Using what Tortoise’s John Herndon referred to as “the hip-hop equivalent of post-rock,” the progressive, alternative hip-hop sound of most the emcees was split between indie rock, electronica, beat poetry, spoken word and folk elements, framed in the hip-hop idiom. The style was also referred to as avanthop, and over the years some of the artists have moved further afield from designation—such as Why?—and into more specific indie rock and electronica territories. Even as the styles evolved, Anticon as a philosophical label did too, releasing exploratory albums in genres outside of hip-hop.
The group was begun by Sole, who led a off-beat troupe in the Northeastern United States called The Live Poets, which self-released its own records in the early 1990s. Seeking rejuvenation, he and fellow Love Poet alum Alias moved to the more progressive San Francisco in the mid-1990s, where other like-minded artists were already informally working together. They met Midwestern transplant Slug, and California-based MC Doseone, and the four of them—calling themselves Deep Puddle Dynamics—formed the genesis of the Anticon Collective.

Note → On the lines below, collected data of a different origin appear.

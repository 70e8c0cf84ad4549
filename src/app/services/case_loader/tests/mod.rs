//! Tests for the bulk loader and case sink

pub mod loader_tests;
pub mod sink_tests;

// Test helper functions and fixtures
use crate::app::models::CaseRecord;
use chrono::NaiveDate;
use std::fs;
use std::path::PathBuf;
use tempfile::TempDir;

/// Build a valid case record with a unique external id
pub fn make_record(index: usize) -> CaseRecord {
    let mut record = make_record_with_id(&format!("TEST_{:012x}", index));
    record.animals_affected = Some(index as i64 + 1);
    record
}

/// Build a valid case record with an explicit external id
pub fn make_record_with_id(external_id: &str) -> CaseRecord {
    CaseRecord {
        external_id: external_id.to_string(),
        case_date: NaiveDate::from_ymd_opt(2024, 3, 15),
        status: "confirmed".to_string(),
        severity: Some("medium".to_string()),
        animal_category: "poultry".to_string(),
        animal_species: Some("Turkey".to_string()),
        animals_affected: Some(500),
        country: "USA".to_string(),
        state_province: Some("Iowa".to_string()),
        county: Some("Polk".to_string()),
        data_source: "usda".to_string(),
        ..CaseRecord::default()
    }
}

/// Write a source file with the given content into a temp directory
pub fn write_source_file(dir: &TempDir, name: &str, content: &str) -> PathBuf {
    let path = dir.path().join(name);
    fs::write(&path, content).expect("failed to write test source file");
    path
}
//! In-memory case sink
//!
//! Keyed-map implementation of [`CaseSink`] backing the CLI commands and
//! the test suite. Batch inserts are all-or-nothing, matching the
//! transactional bulk-insert semantics of a database-backed sink.

use super::sink::{CaseSink, SinkError, SinkResult};
use crate::app::models::{ImportRecord, ImportStatus, StoredCase};
use std::collections::HashMap;

/// Case sink holding everything in process memory
#[derive(Debug, Default)]
pub struct MemoryCaseSink {
    cases: HashMap<String, StoredCase>,
    imports: Vec<ImportRecord>,
}

impl MemoryCaseSink {
    /// Create an empty sink
    pub fn new() -> Self {
        Self::default()
    }

    /// Number of stored cases
    pub fn case_count(&self) -> usize {
        self.cases.len()
    }

    /// Look up a stored case by external id
    pub fn case(&self, external_id: &str) -> Option<&StoredCase> {
        self.cases.get(external_id)
    }

    /// Iterate over all stored cases, in no particular order
    pub fn cases(&self) -> impl Iterator<Item = &StoredCase> {
        self.cases.values()
    }

    /// All import records, in creation order
    pub fn imports(&self) -> &[ImportRecord] {
        &self.imports
    }
}

impl CaseSink for MemoryCaseSink {
    fn insert_batch(&mut self, cases: &[StoredCase]) -> SinkResult<()> {
        // Conflict check first so a rejected batch leaves storage untouched
        for case in cases {
            if self.cases.contains_key(&case.external_id) {
                return Err(SinkError::unique_violation(case.external_id.clone()));
            }
        }

        for case in cases {
            self.cases.insert(case.external_id.clone(), case.clone());
        }
        Ok(())
    }

    fn insert_case(&mut self, case: &StoredCase) -> SinkResult<()> {
        if self.cases.contains_key(&case.external_id) {
            return Err(SinkError::unique_violation(case.external_id.clone()));
        }
        self.cases.insert(case.external_id.clone(), case.clone());
        Ok(())
    }

    fn has_completed_import(&self, file_hash: &str) -> SinkResult<bool> {
        Ok(self.imports.iter().any(|import| {
            import.file_hash == file_hash && import.status == ImportStatus::Completed
        }))
    }

    fn record_import(&mut self, import: &ImportRecord) -> SinkResult<u64> {
        self.imports.push(import.clone());
        Ok((self.imports.len() - 1) as u64)
    }

    fn finish_import(&mut self, import_id: u64, import: &ImportRecord) -> SinkResult<()> {
        let slot = self
            .imports
            .get_mut(import_id as usize)
            .ok_or_else(|| SinkError::storage(format!("no import record with id {}", import_id)))?;
        *slot = import.clone();
        Ok(())
    }
}
//! Case sink abstraction
//!
//! The loader never talks to storage directly: it drives a [`CaseSink`],
//! which durably stores typed case records and import audit records. A
//! sink must distinguish uniqueness violations from other storage failures
//! so the loader can take its one-record-at-a-time recovery path instead
//! of failing a whole batch.

use crate::app::models::{ImportRecord, StoredCase};

/// Result type for sink operations
pub type SinkResult<T> = std::result::Result<T, SinkError>;

/// Failures a case sink can report
#[derive(Debug, thiserror::Error)]
pub enum SinkError {
    /// An external id already exists in durable storage
    #[error("duplicate external_id: {external_id}")]
    UniqueViolation { external_id: String },

    /// Any other storage failure
    #[error("sink storage error: {message}")]
    Storage { message: String },
}

impl SinkError {
    /// Create a uniqueness-violation error
    pub fn unique_violation(external_id: impl Into<String>) -> Self {
        Self::UniqueViolation {
            external_id: external_id.into(),
        }
    }

    /// Create a generic storage error
    pub fn storage(message: impl Into<String>) -> Self {
        Self::Storage {
            message: message.into(),
        }
    }

    /// Whether this error is a uniqueness conflict
    pub fn is_unique_violation(&self) -> bool {
        matches!(self, SinkError::UniqueViolation { .. })
    }
}

/// Durable storage for validated case records and import audit records
///
/// Batch inserts are transactional: a batch either lands whole or, on a
/// uniqueness conflict, not at all — the loader then retries record by
/// record.
pub trait CaseSink {
    /// Insert a batch of cases; `UniqueViolation` if any external id
    /// already exists, leaving nothing inserted
    fn insert_batch(&mut self, cases: &[StoredCase]) -> SinkResult<()>;

    /// Insert a single case; `UniqueViolation` if its external id exists
    fn insert_case(&mut self, case: &StoredCase) -> SinkResult<()>;

    /// Whether an import with this content hash completed previously
    fn has_completed_import(&self, file_hash: &str) -> SinkResult<bool>;

    /// Persist a new import record, returning its id
    fn record_import(&mut self, import: &ImportRecord) -> SinkResult<u64>;

    /// Overwrite an import record with its final state
    fn finish_import(&mut self, import_id: u64, import: &ImportRecord) -> SinkResult<()>;
}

By 1997, the core group of eight members—with Jel and Baillie Parker joining, along with Why? and Odd Nosdam—and the Anticon Collective became a team. Under the label, each artist could put out as much music as they wanted, with Anticon or outside labels, but they would receive 50-percent of the profits of anything on Anticon. The unsaid pledge was to push the hip-hop envelope further than it has been previously pushed, and broaden its dynamics. With Sole working out a deal with Caroline for distribution, and the championing efforts of John Herndon, the collective began receiving attention in the late-1990s, doing a weekly live showcase of its roster in San Francisco and developing a website that fans from everywhere could download songs from. By 2000, acid jazz label Mush took over distribution for the avanthop label, thus perpetuating Anticon as pioneers in the realm of underground hip-hop.
The 1999 release of Music For the Advancement of Hip-Hop was 18 tracks of creative and very distinctive styles that had little to do with hip-hop expectations. It was 18 varying abstractions that helped to serve the collective’s mission statement of broadening the aesthetic. Songs like Slug’s “Nothing By Sunshine” with its piano beat stood out on the play list. The record was a showcase of the manifold talents among the members.
Since that time, the collective has released multiple albums by solo artists and factions, with various outside artists collaborating as well. Artists such as Sage Francis, Sixtoo, Mr. Dibbs and Tarsier have recorded on the label, which other projects between core Anticon members have released material on other labels—such as Clouddead (featuring Why?, Doseone and Odd Nosdam) and 13 & God (featuring Doseone, Jel and The Notwists).
As of February, 2010, founding member Tim Holland—better known as the rapper, Sole—left the Anticon Collective on good terms, in search of new challenges.